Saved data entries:
* * *

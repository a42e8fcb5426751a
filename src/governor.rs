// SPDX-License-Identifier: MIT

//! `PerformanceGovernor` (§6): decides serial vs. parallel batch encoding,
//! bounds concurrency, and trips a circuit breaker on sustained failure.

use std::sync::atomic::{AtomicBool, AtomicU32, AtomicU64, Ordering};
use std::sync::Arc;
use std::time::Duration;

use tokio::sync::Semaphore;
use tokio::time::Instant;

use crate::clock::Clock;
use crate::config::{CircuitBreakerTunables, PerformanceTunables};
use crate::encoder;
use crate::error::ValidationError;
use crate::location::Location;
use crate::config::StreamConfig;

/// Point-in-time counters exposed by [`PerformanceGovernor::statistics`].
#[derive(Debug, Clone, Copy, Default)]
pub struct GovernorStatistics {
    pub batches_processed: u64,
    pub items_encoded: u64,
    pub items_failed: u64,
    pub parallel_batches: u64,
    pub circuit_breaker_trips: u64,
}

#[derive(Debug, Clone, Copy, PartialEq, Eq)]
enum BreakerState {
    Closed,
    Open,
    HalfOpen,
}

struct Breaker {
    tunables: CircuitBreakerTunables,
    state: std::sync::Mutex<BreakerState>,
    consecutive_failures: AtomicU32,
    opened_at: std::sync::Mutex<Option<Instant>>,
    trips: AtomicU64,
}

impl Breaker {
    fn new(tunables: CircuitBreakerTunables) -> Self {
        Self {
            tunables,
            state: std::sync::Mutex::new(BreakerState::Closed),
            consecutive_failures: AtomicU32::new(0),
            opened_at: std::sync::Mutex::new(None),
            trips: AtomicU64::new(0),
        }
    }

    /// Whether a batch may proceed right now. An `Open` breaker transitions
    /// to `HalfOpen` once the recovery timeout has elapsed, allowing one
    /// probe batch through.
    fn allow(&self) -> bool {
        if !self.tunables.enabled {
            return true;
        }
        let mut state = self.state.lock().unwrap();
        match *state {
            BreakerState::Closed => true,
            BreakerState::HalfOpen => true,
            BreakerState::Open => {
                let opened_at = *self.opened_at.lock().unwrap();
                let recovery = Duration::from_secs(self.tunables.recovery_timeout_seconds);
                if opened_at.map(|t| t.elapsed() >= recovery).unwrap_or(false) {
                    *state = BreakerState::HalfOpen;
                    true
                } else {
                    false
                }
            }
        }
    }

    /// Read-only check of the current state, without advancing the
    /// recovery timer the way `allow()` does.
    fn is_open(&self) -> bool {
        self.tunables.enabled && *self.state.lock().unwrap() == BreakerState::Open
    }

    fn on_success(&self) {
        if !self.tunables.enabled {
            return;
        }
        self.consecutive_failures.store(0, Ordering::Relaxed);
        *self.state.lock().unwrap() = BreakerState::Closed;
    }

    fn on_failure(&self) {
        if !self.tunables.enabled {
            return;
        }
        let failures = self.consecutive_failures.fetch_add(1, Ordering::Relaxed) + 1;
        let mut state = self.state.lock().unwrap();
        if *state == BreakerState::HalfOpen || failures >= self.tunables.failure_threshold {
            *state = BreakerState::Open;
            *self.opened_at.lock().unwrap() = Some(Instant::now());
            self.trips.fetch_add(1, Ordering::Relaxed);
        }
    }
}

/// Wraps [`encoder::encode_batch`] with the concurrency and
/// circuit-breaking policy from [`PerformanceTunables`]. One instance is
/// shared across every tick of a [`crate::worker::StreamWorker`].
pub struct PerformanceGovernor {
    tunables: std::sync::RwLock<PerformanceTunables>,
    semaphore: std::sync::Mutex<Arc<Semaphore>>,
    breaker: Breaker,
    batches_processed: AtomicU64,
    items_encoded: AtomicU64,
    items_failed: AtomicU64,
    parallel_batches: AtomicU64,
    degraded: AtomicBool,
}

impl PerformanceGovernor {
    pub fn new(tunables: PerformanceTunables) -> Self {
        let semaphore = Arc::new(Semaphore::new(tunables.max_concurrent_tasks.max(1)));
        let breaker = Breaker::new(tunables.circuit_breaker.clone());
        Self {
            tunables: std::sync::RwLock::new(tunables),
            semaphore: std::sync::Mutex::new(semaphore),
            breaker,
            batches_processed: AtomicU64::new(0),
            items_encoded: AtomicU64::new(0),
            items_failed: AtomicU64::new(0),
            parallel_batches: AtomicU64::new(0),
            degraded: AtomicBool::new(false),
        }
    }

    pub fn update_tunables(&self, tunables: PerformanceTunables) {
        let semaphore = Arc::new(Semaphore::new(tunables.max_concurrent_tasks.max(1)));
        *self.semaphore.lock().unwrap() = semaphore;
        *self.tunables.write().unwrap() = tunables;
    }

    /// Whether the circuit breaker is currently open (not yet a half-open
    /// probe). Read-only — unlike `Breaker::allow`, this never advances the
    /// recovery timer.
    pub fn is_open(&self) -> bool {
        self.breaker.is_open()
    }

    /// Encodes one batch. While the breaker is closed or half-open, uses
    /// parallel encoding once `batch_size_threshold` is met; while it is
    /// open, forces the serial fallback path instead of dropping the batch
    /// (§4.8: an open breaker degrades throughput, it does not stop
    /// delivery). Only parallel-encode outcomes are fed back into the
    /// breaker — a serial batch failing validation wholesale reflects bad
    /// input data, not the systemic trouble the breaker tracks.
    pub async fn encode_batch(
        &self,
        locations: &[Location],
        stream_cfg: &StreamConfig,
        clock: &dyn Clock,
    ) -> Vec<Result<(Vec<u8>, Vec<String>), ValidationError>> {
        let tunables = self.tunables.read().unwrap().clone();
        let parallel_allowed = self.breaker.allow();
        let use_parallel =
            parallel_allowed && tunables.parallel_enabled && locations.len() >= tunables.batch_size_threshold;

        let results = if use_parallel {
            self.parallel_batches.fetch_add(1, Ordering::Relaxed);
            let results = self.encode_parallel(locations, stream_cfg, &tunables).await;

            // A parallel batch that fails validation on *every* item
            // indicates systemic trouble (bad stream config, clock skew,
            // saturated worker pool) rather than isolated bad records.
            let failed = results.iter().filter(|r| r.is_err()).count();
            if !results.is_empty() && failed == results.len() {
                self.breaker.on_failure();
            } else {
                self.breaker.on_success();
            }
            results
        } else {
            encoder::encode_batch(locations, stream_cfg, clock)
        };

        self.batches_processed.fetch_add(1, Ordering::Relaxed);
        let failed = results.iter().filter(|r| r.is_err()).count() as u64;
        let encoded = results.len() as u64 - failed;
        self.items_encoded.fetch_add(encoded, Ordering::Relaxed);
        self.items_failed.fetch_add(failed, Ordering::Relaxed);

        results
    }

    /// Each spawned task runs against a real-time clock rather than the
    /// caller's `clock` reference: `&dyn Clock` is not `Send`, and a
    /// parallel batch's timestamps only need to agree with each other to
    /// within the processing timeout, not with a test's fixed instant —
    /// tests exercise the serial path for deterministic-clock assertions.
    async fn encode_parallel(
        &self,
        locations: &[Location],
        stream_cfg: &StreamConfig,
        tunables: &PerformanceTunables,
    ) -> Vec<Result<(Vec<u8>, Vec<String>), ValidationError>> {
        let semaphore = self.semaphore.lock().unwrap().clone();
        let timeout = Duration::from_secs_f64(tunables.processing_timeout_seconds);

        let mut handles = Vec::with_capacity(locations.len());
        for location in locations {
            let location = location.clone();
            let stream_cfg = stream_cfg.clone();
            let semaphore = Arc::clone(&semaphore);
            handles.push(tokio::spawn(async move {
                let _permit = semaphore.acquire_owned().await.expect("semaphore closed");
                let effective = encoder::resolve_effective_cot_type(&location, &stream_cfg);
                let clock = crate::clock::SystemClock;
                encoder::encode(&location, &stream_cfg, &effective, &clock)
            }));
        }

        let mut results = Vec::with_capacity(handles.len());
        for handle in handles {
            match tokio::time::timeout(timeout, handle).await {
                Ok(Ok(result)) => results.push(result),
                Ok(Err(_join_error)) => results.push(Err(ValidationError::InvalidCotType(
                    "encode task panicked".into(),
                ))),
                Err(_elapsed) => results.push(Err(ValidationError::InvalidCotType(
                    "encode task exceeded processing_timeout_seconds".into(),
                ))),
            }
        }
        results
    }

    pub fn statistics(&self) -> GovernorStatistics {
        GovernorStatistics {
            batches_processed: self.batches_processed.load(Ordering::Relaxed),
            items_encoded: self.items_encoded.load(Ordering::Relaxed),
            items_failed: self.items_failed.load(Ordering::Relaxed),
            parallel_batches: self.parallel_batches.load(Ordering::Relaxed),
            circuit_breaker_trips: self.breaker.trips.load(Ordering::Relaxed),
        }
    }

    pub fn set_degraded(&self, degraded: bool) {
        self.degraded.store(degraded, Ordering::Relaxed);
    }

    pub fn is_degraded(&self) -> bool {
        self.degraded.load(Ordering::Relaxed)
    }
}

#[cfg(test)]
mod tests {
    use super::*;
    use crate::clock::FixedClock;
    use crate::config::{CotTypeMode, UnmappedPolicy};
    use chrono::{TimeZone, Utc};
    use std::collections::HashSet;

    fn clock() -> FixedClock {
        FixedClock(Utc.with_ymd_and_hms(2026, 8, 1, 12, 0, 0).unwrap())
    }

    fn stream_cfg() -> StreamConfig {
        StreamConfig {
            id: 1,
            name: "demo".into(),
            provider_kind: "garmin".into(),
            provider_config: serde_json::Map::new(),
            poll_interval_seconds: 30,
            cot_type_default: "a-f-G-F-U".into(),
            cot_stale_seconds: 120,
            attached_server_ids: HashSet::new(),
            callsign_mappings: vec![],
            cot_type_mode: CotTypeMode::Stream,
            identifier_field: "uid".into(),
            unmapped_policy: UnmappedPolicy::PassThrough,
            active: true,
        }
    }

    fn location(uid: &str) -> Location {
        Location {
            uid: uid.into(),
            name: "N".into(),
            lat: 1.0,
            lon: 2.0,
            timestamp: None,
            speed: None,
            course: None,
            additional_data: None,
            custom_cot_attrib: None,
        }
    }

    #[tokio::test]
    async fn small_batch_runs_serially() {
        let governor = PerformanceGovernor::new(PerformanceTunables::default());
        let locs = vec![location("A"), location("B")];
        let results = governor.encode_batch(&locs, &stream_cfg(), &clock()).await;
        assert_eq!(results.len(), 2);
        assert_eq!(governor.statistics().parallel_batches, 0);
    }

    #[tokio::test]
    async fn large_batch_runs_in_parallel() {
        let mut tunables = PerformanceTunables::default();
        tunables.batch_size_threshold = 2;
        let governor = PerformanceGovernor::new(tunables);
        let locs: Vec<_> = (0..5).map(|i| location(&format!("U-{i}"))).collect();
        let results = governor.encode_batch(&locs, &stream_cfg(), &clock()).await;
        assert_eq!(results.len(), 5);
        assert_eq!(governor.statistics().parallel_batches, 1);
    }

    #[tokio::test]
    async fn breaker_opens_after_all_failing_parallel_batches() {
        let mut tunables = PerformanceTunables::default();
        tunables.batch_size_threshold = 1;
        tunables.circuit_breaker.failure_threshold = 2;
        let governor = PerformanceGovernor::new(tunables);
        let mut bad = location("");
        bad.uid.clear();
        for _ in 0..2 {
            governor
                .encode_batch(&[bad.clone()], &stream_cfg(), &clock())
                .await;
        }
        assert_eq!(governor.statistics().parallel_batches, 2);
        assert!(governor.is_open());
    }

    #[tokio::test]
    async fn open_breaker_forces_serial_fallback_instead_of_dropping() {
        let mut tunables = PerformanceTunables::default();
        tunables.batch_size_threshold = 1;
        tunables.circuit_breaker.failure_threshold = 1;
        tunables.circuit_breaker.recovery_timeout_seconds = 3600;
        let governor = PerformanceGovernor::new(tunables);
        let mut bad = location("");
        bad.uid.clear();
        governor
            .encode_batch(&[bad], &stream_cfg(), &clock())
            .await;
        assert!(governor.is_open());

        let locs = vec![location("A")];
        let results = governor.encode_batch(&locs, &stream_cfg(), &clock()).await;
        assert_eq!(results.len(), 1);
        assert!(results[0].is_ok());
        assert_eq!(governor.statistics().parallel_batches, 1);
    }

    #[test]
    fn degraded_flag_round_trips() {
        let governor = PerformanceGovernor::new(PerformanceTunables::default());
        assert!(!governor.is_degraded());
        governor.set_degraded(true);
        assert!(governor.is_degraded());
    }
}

* * *

Instructions for the task: Output the lines above between the one holding "encoder::encode_batch(locations, stream_cfg, clock)" and the one holding "let semaphore = self.semaphore.lock().unwrap().clone();", inclusive, with nothing before or after them.

Response area:
            encoder::encode_batch(locations, stream_cfg, clock)
        };

        self.batches_processed.fetch_add(1, Ordering::Relaxed);
        let failed = results.iter().filter(|r| r.is_err()).count() as u64;
        let encoded = results.len() as u64 - failed;
        self.items_encoded.fetch_add(encoded, Ordering::Relaxed);
        self.items_failed.fetch_add(failed, Ordering::Relaxed);

        results
    }

    /// Each spawned task runs against a real-time clock rather than the
    /// caller's `clock` reference: `&dyn Clock` is not `Send`, and a
    /// parallel batch's timestamps only need to agree with each other to
    /// within the processing timeout, not with a test's fixed instant —
    /// tests exercise the serial path for deterministic-clock assertions.
    async fn encode_parallel(
        &self,
        locations: &[Location],
        stream_cfg: &StreamConfig,
        tunables: &PerformanceTunables,
    ) -> Vec<Result<(Vec<u8>, Vec<String>), ValidationError>> {
        let semaphore = self.semaphore.lock().unwrap().clone();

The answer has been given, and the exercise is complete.